ASSIGNED TASK:
Below are the entries; return every line among them that holds the word "AgentStatus".

◇ ◇ ◇ ◇

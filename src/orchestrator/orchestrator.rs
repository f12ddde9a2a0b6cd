//! Transit orchestrator
//!
//! Entry point for one user message: wires the configured router, the A2A
//! invoker and the state machine, and shapes the turn into a `TurnOutcome`.

use anyhow::Result;
use serde::{Deserialize, Serialize};
use std::collections::BTreeMap;
use std::sync::Arc;
use tracing::{info, warn};

use super::directory::AgentDirectory;
use super::graph::{ConversationTurn, StateMachine};
use super::invoker::{A2aInvoker, AgentInvoker};
use super::router::{IntentRouter, KeywordRouter, LlmRouter};
use crate::config::{ClassifierBackend, Config};
use crate::llm::BoundModel;
use crate::types::{AgentId, AgentStatus, Intent, RoutingDecision};

/// Which router strategy a running orchestrator uses
#[derive(Debug, Clone, Copy, PartialEq, Eq, Serialize, Deserialize)]
#[serde(rename_all = "snake_case")]
pub enum RouterKind {
    Llm,
    Keyword,
}

/// Execution details returned alongside the response
#[derive(Debug, Clone, Serialize, Deserialize)]
pub struct TurnMetadata {
    pub conversation_id: String,
    pub graph_execution: String,
    /// Decision as the router made it, including agents the edges skipped
    pub routing: RoutingDecision,
    pub discovery: String,
    /// Visited states, e.g. `["classify", "alerts", "synthesize", "end"]`
    pub path: Vec<String>,
    pub agent_status: BTreeMap<AgentId, AgentStatus>,
}

/// Result of `Orchestrator::process`
#[derive(Debug, Clone, Serialize, Deserialize)]
pub struct TurnOutcome {
    pub response: String,
    pub intent: Intent,
    pub confidence: f64,
    pub agents_called: Vec<AgentId>,
    pub metadata: TurnMetadata,
}

impl From<ConversationTurn> for TurnOutcome {
    fn from(turn: ConversationTurn) -> Self {
        let graph_execution = if turn.terminal { "completed" } else { "incomplete" };
        let agent_status = turn
            .results
            .iter()
            .map(|(agent, result)| (*agent, result.status))
            .collect();
        Self {
            response: turn.final_response,
            intent: turn.intent,
            confidence: turn.confidence,
            agents_called: turn.invoked,
            metadata: TurnMetadata {
                conversation_id: turn.conversation_id,
                graph_execution: graph_execution.to_string(),
                routing: RoutingDecision {
                    intent: turn.intent,
                    confidence: turn.confidence,
                    agents: turn.selected,
                    reasoning: turn.reasoning,
                    source: turn.decision_source,
                },
                discovery: "registry-with-fallback".to_string(),
                path: turn.path.iter().map(ToString::to_string).collect(),
                agent_status,
            },
        }
    }
}

pub struct Orchestrator {
    machine: StateMachine,
    router_kind: RouterKind,
}

impl Orchestrator {
    pub fn new(router: Arc<dyn IntentRouter>, invoker: Arc<dyn AgentInvoker>, router_kind: RouterKind) -> Self {
        Self {
            machine: StateMachine::new(router, invoker),
            router_kind,
        }
    }

    /// Build the production stack from config
    pub fn from_config(config: &Config) -> Result<Self> {
        let directory = Arc::new(AgentDirectory::from_config(&config.registry, &config.agents.fallback)?);
        let invoker: Arc<dyn AgentInvoker> = Arc::new(A2aInvoker::new(directory, &config.agents)?);
        let (router, kind) = build_router(config)?;
        info!("Orchestrator ready (router: {:?}, registry: {})", kind, config.registry.url);
        Ok(Self::new(router, invoker, kind))
    }

    pub fn router_kind(&self) -> RouterKind {
        self.router_kind
    }

    /// Process one user message. Never fails; degraded steps show up in
    /// the metadata instead.
    pub async fn process(&self, message: &str, conversation_id: &str) -> TurnOutcome {
        let turn = self.machine.run(message, conversation_id).await;
        TurnOutcome::from(turn)
    }
}

/// Pick the router strategy; the LLM backend degrades to keywords without a key
pub fn build_router(config: &Config) -> Result<(Arc<dyn IntentRouter>, RouterKind)> {
    match config.classifier.backend {
        ClassifierBackend::Keyword => Ok((Arc::new(KeywordRouter::new()), RouterKind::Keyword)),
        ClassifierBackend::Llm => match BoundModel::from_config(&config.classifier)? {
            Some(model) => {
                let router = LlmRouter::new(
                    Arc::new(model),
                    config.classifier.timeout(),
                    config.classifier.on_failure,
                );
                Ok((Arc::new(router), RouterKind::Llm))
            }
            None => {
                warn!("No classifier API key configured, using keyword routing");
                Ok((Arc::new(KeywordRouter::new()), RouterKind::Keyword))
            }
        },
    }
}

◇ ◇ ◇ ◇

FINISHED TASK:
use crate::types::{AgentId, AgentStatus, Intent, RoutingDecision};
    pub agent_status: BTreeMap<AgentId, AgentStatus>,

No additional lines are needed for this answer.